Output all of the data verbatim.
-- Dataset excerpts follows --
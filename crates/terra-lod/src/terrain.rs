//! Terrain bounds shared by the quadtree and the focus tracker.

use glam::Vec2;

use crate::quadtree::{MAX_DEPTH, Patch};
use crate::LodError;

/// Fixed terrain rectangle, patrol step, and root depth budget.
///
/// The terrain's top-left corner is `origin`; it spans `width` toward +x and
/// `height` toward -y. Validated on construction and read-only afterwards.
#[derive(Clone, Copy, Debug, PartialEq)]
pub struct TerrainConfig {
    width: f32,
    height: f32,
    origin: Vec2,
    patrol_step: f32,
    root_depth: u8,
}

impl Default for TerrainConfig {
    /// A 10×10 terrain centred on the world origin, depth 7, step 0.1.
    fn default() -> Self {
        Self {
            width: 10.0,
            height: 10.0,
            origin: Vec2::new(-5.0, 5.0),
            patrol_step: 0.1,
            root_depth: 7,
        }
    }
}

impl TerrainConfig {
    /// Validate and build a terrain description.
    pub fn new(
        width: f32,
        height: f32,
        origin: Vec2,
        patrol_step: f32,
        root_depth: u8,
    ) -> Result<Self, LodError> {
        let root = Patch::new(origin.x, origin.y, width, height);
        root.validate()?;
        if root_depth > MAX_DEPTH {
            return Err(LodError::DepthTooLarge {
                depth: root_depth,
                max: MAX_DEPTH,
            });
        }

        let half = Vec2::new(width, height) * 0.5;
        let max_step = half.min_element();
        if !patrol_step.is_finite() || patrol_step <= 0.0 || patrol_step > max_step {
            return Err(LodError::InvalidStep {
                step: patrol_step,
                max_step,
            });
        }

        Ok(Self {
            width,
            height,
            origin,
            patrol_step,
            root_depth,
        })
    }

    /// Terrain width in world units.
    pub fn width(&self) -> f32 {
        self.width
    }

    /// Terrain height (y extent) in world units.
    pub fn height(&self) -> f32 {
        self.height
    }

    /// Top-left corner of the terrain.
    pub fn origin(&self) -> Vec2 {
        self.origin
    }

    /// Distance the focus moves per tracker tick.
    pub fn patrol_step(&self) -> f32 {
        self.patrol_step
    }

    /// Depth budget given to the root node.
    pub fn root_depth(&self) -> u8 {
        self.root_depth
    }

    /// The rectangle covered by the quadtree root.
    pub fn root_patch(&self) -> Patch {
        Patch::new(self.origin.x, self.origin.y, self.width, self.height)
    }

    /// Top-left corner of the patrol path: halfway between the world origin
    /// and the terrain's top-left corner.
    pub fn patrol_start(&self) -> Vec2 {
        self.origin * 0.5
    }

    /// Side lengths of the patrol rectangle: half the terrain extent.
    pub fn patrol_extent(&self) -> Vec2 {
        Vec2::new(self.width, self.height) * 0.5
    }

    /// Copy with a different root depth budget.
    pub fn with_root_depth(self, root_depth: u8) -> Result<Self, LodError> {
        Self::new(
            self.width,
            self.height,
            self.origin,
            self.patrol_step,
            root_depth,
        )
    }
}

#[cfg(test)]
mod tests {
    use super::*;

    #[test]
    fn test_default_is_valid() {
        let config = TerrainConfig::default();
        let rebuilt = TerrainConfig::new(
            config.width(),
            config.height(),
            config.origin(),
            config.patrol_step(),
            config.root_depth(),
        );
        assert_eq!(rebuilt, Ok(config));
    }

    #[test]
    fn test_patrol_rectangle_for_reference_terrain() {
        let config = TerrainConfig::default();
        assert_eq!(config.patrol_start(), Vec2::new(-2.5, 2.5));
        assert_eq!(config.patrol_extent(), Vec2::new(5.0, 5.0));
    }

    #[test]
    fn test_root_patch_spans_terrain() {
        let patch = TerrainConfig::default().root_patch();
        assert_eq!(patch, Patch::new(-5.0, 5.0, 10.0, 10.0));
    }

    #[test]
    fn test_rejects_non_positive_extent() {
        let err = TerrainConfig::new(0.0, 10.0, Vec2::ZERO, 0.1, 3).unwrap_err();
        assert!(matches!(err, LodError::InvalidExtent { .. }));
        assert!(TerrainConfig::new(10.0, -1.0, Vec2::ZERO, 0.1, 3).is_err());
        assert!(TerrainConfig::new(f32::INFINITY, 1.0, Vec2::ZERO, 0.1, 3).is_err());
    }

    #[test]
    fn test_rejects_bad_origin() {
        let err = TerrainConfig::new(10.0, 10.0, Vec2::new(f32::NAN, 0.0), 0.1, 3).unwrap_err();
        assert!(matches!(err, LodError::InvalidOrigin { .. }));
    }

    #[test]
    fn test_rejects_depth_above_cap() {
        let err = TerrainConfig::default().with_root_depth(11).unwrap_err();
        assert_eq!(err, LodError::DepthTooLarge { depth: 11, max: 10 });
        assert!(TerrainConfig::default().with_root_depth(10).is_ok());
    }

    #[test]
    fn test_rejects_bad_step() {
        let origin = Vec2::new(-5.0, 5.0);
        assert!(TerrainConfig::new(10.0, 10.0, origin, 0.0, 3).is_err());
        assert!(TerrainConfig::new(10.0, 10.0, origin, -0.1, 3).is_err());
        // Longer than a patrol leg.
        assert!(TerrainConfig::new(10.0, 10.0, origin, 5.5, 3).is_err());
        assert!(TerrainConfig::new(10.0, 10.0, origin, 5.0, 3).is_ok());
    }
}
-- Dataset excerpts concluded --
■ Solution to this task:
filename crates/terra-lod/src/terrain.rs
//! Terrain bounds shared by the quadtree and the focus tracker.

use glam::Vec2;

use crate::quadtree::{MAX_DEPTH, Patch};
use crate::LodError;

/// Fixed terrain rectangle, patrol step, and root depth budget.
///
/// The terrain's top-left corner is `origin`; it spans `width` toward +x and
/// `height` toward -y. Validated on construction and read-only afterwards.
#[derive(Clone, Copy, Debug, PartialEq)]
pub struct TerrainConfig {
    width: f32,
    height: f32,
    origin: Vec2,
    patrol_step: f32,
    root_depth: u8,
}

impl Default for TerrainConfig {
    /// A 10×10 terrain centred on the world origin, depth 7, step 0.1.
    fn default() -> Self {
        Self {
            width: 10.0,
            height: 10.0,
            origin: Vec2::new(-5.0, 5.0),
            patrol_step: 0.1,
            root_depth: 7,
        }
    }
}

impl TerrainConfig {
    /// Validate and build a terrain description.
    pub fn new(
        width: f32,
        height: f32,
        origin: Vec2,
        patrol_step: f32,
        root_depth: u8,
    ) -> Result<Self, LodError> {
        let root = Patch::new(origin.x, origin.y, width, height);
        root.validate()?;
        if root_depth > MAX_DEPTH {
            return Err(LodError::DepthTooLarge {
                depth: root_depth,
                max: MAX_DEPTH,
            });
        }

        let half = Vec2::new(width, height) * 0.5;
        let max_step = half.min_element();
        if !patrol_step.is_finite() || patrol_step <= 0.0 || patrol_step > max_step {
            return Err(LodError::InvalidStep {
                step: patrol_step,
                max_step,
            });
        }

        Ok(Self {
            width,
            height,
            origin,
            patrol_step,
            root_depth,
        })
    }

    /// Terrain width in world units.
    pub fn width(&self) -> f32 {
        self.width
    }

    /// Terrain height (y extent) in world units.
    pub fn height(&self) -> f32 {
        self.height
    }

    /// Top-left corner of the terrain.
    pub fn origin(&self) -> Vec2 {
        self.origin
    }

    /// Distance the focus moves per tracker tick.
    pub fn patrol_step(&self) -> f32 {
        self.patrol_step
    }

    /// Depth budget given to the root node.
    pub fn root_depth(&self) -> u8 {
        self.root_depth
    }

    /// The rectangle covered by the quadtree root.
    pub fn root_patch(&self) -> Patch {
        Patch::new(self.origin.x, self.origin.y, self.width, self.height)
    }

    /// Top-left corner of the patrol path: halfway between the world origin
    /// and the terrain's top-left corner.
    pub fn patrol_start(&self) -> Vec2 {
        self.origin * 0.5
    }

    /// Side lengths of the patrol rectangle: half the terrain extent.
    pub fn patrol_extent(&self) -> Vec2 {
        Vec2::new(self.width, self.height) * 0.5
    }

    /// Copy with a different root depth budget.
    pub fn with_root_depth(self, root_depth: u8) -> Result<Self, LodError> {
        Self::new(
            self.width,
            self.height,
            self.origin,
            self.patrol_step,
            root_depth,
        )
    }
}

#[cfg(test)]
mod tests {
    use super::*;

    #[test]
    fn test_default_is_valid() {
        let config = TerrainConfig::default();
        let rebuilt = TerrainConfig::new(
            config.width(),
            config.height(),
            config.origin(),
            config.patrol_step(),
            config.root_depth(),
        );
        assert_eq!(rebuilt, Ok(config));
    }

    #[test]
    fn test_patrol_rectangle_for_reference_terrain() {
        let config = TerrainConfig::default();
        assert_eq!(config.patrol_start(), Vec2::new(-2.5, 2.5));
        assert_eq!(config.patrol_extent(), Vec2::new(5.0, 5.0));
    }

    #[test]
    fn test_root_patch_spans_terrain() {
        let patch = TerrainConfig::default().root_patch();
        assert_eq!(patch, Patch::new(-5.0, 5.0, 10.0, 10.0));
    }

    #[test]
    fn test_rejects_non_positive_extent() {
        let err = TerrainConfig::new(0.0, 10.0, Vec2::ZERO, 0.1, 3).unwrap_err();
        assert!(matches!(err, LodError::InvalidExtent { .. }));
        assert!(TerrainConfig::new(10.0, -1.0, Vec2::ZERO, 0.1, 3).is_err());
        assert!(TerrainConfig::new(f32::INFINITY, 1.0, Vec2::ZERO, 0.1, 3).is_err());
    }

    #[test]
    fn test_rejects_bad_origin() {
        let err = TerrainConfig::new(10.0, 10.0, Vec2::new(f32::NAN, 0.0), 0.1, 3).unwrap_err();
        assert!(matches!(err, LodError::InvalidOrigin { .. }));
    }

    #[test]
    fn test_rejects_depth_above_cap() {
        let err = TerrainConfig::default().with_root_depth(11).unwrap_err();
        assert_eq!(err, LodError::DepthTooLarge { depth: 11, max: 10 });
        assert!(TerrainConfig::default().with_root_depth(10).is_ok());
    }

    #[test]
    fn test_rejects_bad_step() {
        let origin = Vec2::new(-5.0, 5.0);
        assert!(TerrainConfig::new(10.0, 10.0, origin, 0.0, 3).is_err());
        assert!(TerrainConfig::new(10.0, 10.0, origin, -0.1, 3).is_err());
        // Longer than a patrol leg.
        assert!(TerrainConfig::new(10.0, 10.0, origin, 5.5, 3).is_err());
        assert!(TerrainConfig::new(10.0, 10.0, origin, 5.0, 3).is_ok());
    }
}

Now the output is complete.